Al mismo tiempo, también resaltamos las diferencias entre las lógicas de las políticas de gobierno y las formas arquitectónicas en movimiento en términos de actores, circuitos, motivación y efectos. Esto nos permitirá reflexionar acerca de la conclusión sobre las convergencias y divergencias entre estas relaciones transnacionales, y de este modo poner estos dos elementos de la literatura en conversación en un nivel metodológico y conceptual. De manera más general, sugerimos que el tipo de investigación comparativa, ampliamente diseñado en este trabajo, apunta a la necesidad de enfocarse en un entendimiento sintético sobre cómo el espacio es relacionalmente producido, más allá de un enfoque demasiado estrecho de conexiones en términos de políticas, formas o culturas urbanas.

Por su parte nuestro trabajo mira simultáneamente la circulación de una política penal y de un modelo de prisión, se basa de forma natural en recursos conceptuales tanto de los estudios de movilidad de políticas como de las geografías de la arquitectura. Conceptos como “microespacios globalizados” de negociación, derivados de estudios sobre movilidad de políticas (McCann, 2011, pp. 118-119) y “empotramientos institucionales” (Faulconbridge, 2012, p. 340), derivados de la geografía de la arquitectura, son por ende usados para dotar de sentido los fenómenos empíricos sobre los cuales este trabajo se enfoca.

De acuerdo con McCann (2011), el concepto de “microespacios globalizados” se refiere a “situaciones relacionales clave que son centrales para los procesos sociales de enseñanza y aprendizaje de políticas” (McCann, 2011, p. 120). Estas situaciones tales como reuniones, conferencias, visitas in situ, talleres, ceremonias de premiación y otros eventos reticulares son importantes nodos en la circulación global del conocimiento de políticas “donde la confianza es desarrollada, donde las reputaciones se hacen y se deshacen […] y donde los conocimientos, o lazos débiles, son hechos entre conferenciantes copresentes” (McCann 2011, pp. 118-120). Entre los principales microespacios globalizados están los campos turísticos asociados con la “política de turismo” (Cook et al. 2014; González, 2011; Ward, 2011), por ejemplo, los expertos en políticas viajando a lugares particulares de recepción a compartir experiencias o visitas de investigación a lugares específicos, así como reuniones y conferencias que incluyen “actividades a escala micro de política de embalaje, comunicación y persuasión” (Jacobs, 2012, p. 414). Como veremos más abajo, los microespacios globalizados jugaron un papel central en la “movilidad” del sistema de prisión estadounidense.

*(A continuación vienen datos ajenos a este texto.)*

//! Common test utilities for building definition trees and data.
use musubi::prelude::*;
use serde_json::json;

/// A customer form bound to element 0, with a country list in element 1.
///
/// Layout: form(header) > name, vat, address panel > (street, city),
/// country dropdown(possibleValues), active checkbox.
#[allow(dead_code)]
pub fn customer_form_json() -> serde_json::Value {
    json!({
        "kind": "form",
        "key": "customer",
        "title": "Customer",
        "dataPath": "%0%.customer",
        "header": { "kind": "textItem", "text": "Customer details", "dataPath": "name" },
        "children": [
            { "kind": "input", "key": "name", "dataPath": "name", "label": "Name", "required": true },
            { "kind": "input", "key": "vat", "dataPath": "vat", "label": "VAT", "hideIfEmpty": true },
            {
                "kind": "panel",
                "key": "address",
                "title": "Address",
                "dataPath": "address",
                "hideIfEmpty": true,
                "children": [
                    { "kind": "input", "key": "street", "dataPath": "street", "label": "Street" },
                    { "kind": "input", "key": "city", "dataPath": "city", "label": "City", "hideIfUndefined": true }
                ]
            },
            {
                "kind": "dropdown",
                "key": "country",
                "dataPath": "country",
                "label": "Country",
                "possibleValues": { "kind": "definitionList", "dataPath": "%1%.countries" }
            },
            { "kind": "checkbox", "key": "active", "dataPath": "active", "label": "Active" }
        ]
    })
}

#[allow(dead_code)]
pub fn customer_form() -> DefinitionTree {
    Decoder::default()
        .decode(customer_form_json())
        .expect("customer form fixture decodes")
}

#[allow(dead_code)]
pub fn customer_data_json() -> serde_json::Value {
    json!([
        {
            "customer": {
                "name": "Acme",
                "vat": "",
                "address": { "street": "Main Street 1", "city": "Springfield" },
                "country": "CH",
                "active": true
            },
            "audit": { "createdBy": "system" }
        },
        {
            "countries": [ { "value": "CH" }, { "value": "DE" } ]
        }
    ])
}

#[allow(dead_code)]
pub fn customer_data() -> Vec<DataSlot> {
    JsonObject::slots_from_json(customer_data_json())
}

/// A single data slot holding `json`.
#[allow(dead_code)]
pub fn xo(json: serde_json::Value) -> DataSlot {
    Some(JsonObject::boxed(json))
}

/// Finds a definition by its key.
#[allow(dead_code)]
pub fn by_key(tree: &DefinitionTree, key: &str) -> DefinitionId {
    tree.ids()
        .find(|id| tree[*id].key.as_deref() == Some(key))
        .unwrap_or_else(|| panic!("no definition keyed '{}'", key))
}

/// A standalone input with the given raw data path.
#[allow(dead_code)]
pub fn input(data_path: &str) -> DefinitionNode {
    DefinitionNode::new(
        DefinitionKind::Input {
            label: String::new(),
            required: false,
        },
        data_path,
    )
}

/// A standalone panel with the given raw data path.
#[allow(dead_code)]
pub fn panel(data_path: &str) -> DefinitionNode {
    DefinitionNode::new(
        DefinitionKind::Panel {
            title: String::new(),
        },
        data_path,
    )
}

/// Owned values of a resolution, for easy comparison.
#[allow(dead_code)]
pub fn values(resolved: Vec<Resolved<'_>>) -> Vec<Value> {
    resolved.iter().map(Resolved::to_value).collect()
}

/// JSON form of every slot, `null` for empty ones.
#[allow(dead_code)]
pub fn slots_json(data: &[DataSlot]) -> Vec<serde_json::Value> {
    data.iter()
        .map(|slot| {
            slot.as_ref()
                .map(|object| object.to_json())
                .unwrap_or(serde_json::Value::Null)
        })
        .collect()
}
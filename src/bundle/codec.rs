use super::ResolutionBundle;
use crate::data::JsonObject;
use crate::definition::{Decoder, DefinitionTree};
use crate::error::BundleError;
use serde_json::{Map, Value as Json};

impl ResolutionBundle {
    /// Wire form: `{"definition": ..., "data": [...], "constraint"?: "..."}`.
    ///
    /// This shape may be persisted (deep links, reloads) and must stay
    /// stable. Empty data slots are written as `null`.
    pub fn encode(&self) -> Json {
        let definition = self
            .definition
            .root()
            .map(|root| self.definition.to_json(root))
            .unwrap_or(Json::Null);
        let data = self
            .data
            .iter()
            .map(|slot| slot.as_ref().map(|object| object.to_json()).unwrap_or(Json::Null))
            .collect();

        let mut encoded = Map::new();
        encoded.insert("definition".to_string(), definition);
        encoded.insert("data".to_string(), Json::Array(data));
        if let Some(constraint) = &self.constraint {
            encoded.insert("constraint".to_string(), Json::String(constraint.clone()));
        }
        Json::Object(encoded)
    }

    pub fn decode(encoded: &Json) -> Result<Self, BundleError> {
        Self::decode_with(&Decoder::default(), encoded)
    }

    /// Restores a bundle, decoding its definition with `decoder`. Data comes
    /// back as [`JsonObject`]s.
    pub fn decode_with(decoder: &Decoder, encoded: &Json) -> Result<Self, BundleError> {
        let fields = encoded.as_object().ok_or(BundleError::InvalidField {
            field: "bundle",
            message: "expected a JSON object".to_string(),
        })?;

        let definition = match fields.get("definition") {
            None => return Err(BundleError::MissingField("definition")),
            Some(Json::Null) => DefinitionTree::new(),
            Some(spec) => decoder.decode(spec.clone())?,
        };

        let data = match fields.get("data") {
            None => return Err(BundleError::MissingField("data")),
            Some(items @ Json::Array(_)) => JsonObject::slots_from_json(items.clone()),
            Some(other) => {
                return Err(BundleError::InvalidField {
                    field: "data",
                    message: format!("expected an array, found {}", other),
                });
            }
        };

        let constraint = match fields.get("constraint") {
            None | Some(Json::Null) => None,
            Some(Json::String(constraint)) => Some(constraint.clone()),
            Some(other) => {
                return Err(BundleError::InvalidField {
                    field: "constraint",
                    message: format!("expected a string, found {}", other),
                });
            }
        };

        Ok(Self {
            definition,
            data,
            constraint,
        })
    }
}
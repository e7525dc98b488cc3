/// Anchor prepended to relative paths that have no anchored parent.
pub const IMPLICIT_ANCHOR: &str = "%0%";

/// Joins two path fragments with a `.`, without leaving a stray separator when
/// either side is empty.
pub fn join(head: &str, tail: &str) -> String {
    match (head.is_empty(), tail.is_empty()) {
        (true, _) => tail.to_string(),
        (_, true) => head.to_string(),
        _ => format!("{}.{}", head, tail),
    }
}

/// Turns a raw, comma-separated data path into absolute path expressions.
///
/// Parts that are not already anchored are scoped under `parent_path` and,
/// failing that, under the implicit `%0%` anchor. The order of the parts is
/// kept: consumers index resolved values by position. An empty data path
/// yields no parts.
pub fn normalize(data_path: &str, parent_path: Option<&str>) -> Vec<String> {
    if data_path.trim().is_empty() {
        return Vec::new();
    }

    data_path
        .split(',')
        .map(str::trim)
        .map(|part| {
            let mut part = part.to_string();
            if !part.starts_with('%') {
                if let Some(parent) = parent_path {
                    part = join(parent, &part);
                }
            }
            if !part.starts_with('%') {
                part = join(IMPLICIT_ANCHOR, &part);
            }
            part
        })
        .collect()
}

Si la atención a estos espacios permite una comprensión de los mecanismos facilitadores de la política y la movilidad arquitectónica, la noción de empotramiento institucional dirige nuestra atención a cómo los contextos institucionales heterogéneos crean fricciones en estas movilidades. Recientemente, los académicos han prestado mayor atención al papel de las instituciones, resaltando el hecho de que las políticas y las formas arquitectónicas no viajan sutilmente a través de los espacios regulados por diferentes sistemas culturales, legales, políticos y administrativos (Faulconbridge 2012; Healey, 2013). En este contexto, Faulconbridge (2012) sugiere que es esencial poseer una amplia definición de las “instituciones”:

Estudios existentes definen las instituciones como reglas formales y regulaciones establecidas por autoridades reconocidas en un campo institucional particular, y también como las normas informales, costumbres y tradiciones que están apoyadas y son resultado de las reglas formales […] Juntas, estas dos dimensiones de las instituciones influyen las prioridades, comportamientos y toma de decisiones de los actores. (Faulconbridge, 2012, p. 242)

Usando un ángulo analítico más amplio, mostraremos que las diver-gencias institucionales entre Colombia y los Estados Unidos en el dominio penitenciario son cruciales para explicar por qué esta parte del Plan Colombia eventualmente falló. Normas informales de la institución carcelaria –o para ponerlo en otros términos, los hábitos culturales de la prisión criolla– jugaron como mostramos más abajo un papel mayor en la prevención de una conversión completa al modelo estadounidense. La cultura penitenciaria criolla, expresada por las prácticas de rutina, discursos y representaciones de todos los agentes del sistema penitenciario colombiano (incluyendo prisioneros, guardias y autoridades penitenciarias), no pudo ser transformado por decreto. Fue solo temporalmente retocado durante los años en que la BOP y las autoridades locales intentaron transferir el paradigma de la prisión de máxima seguridad a Colombia y luego fue reversado.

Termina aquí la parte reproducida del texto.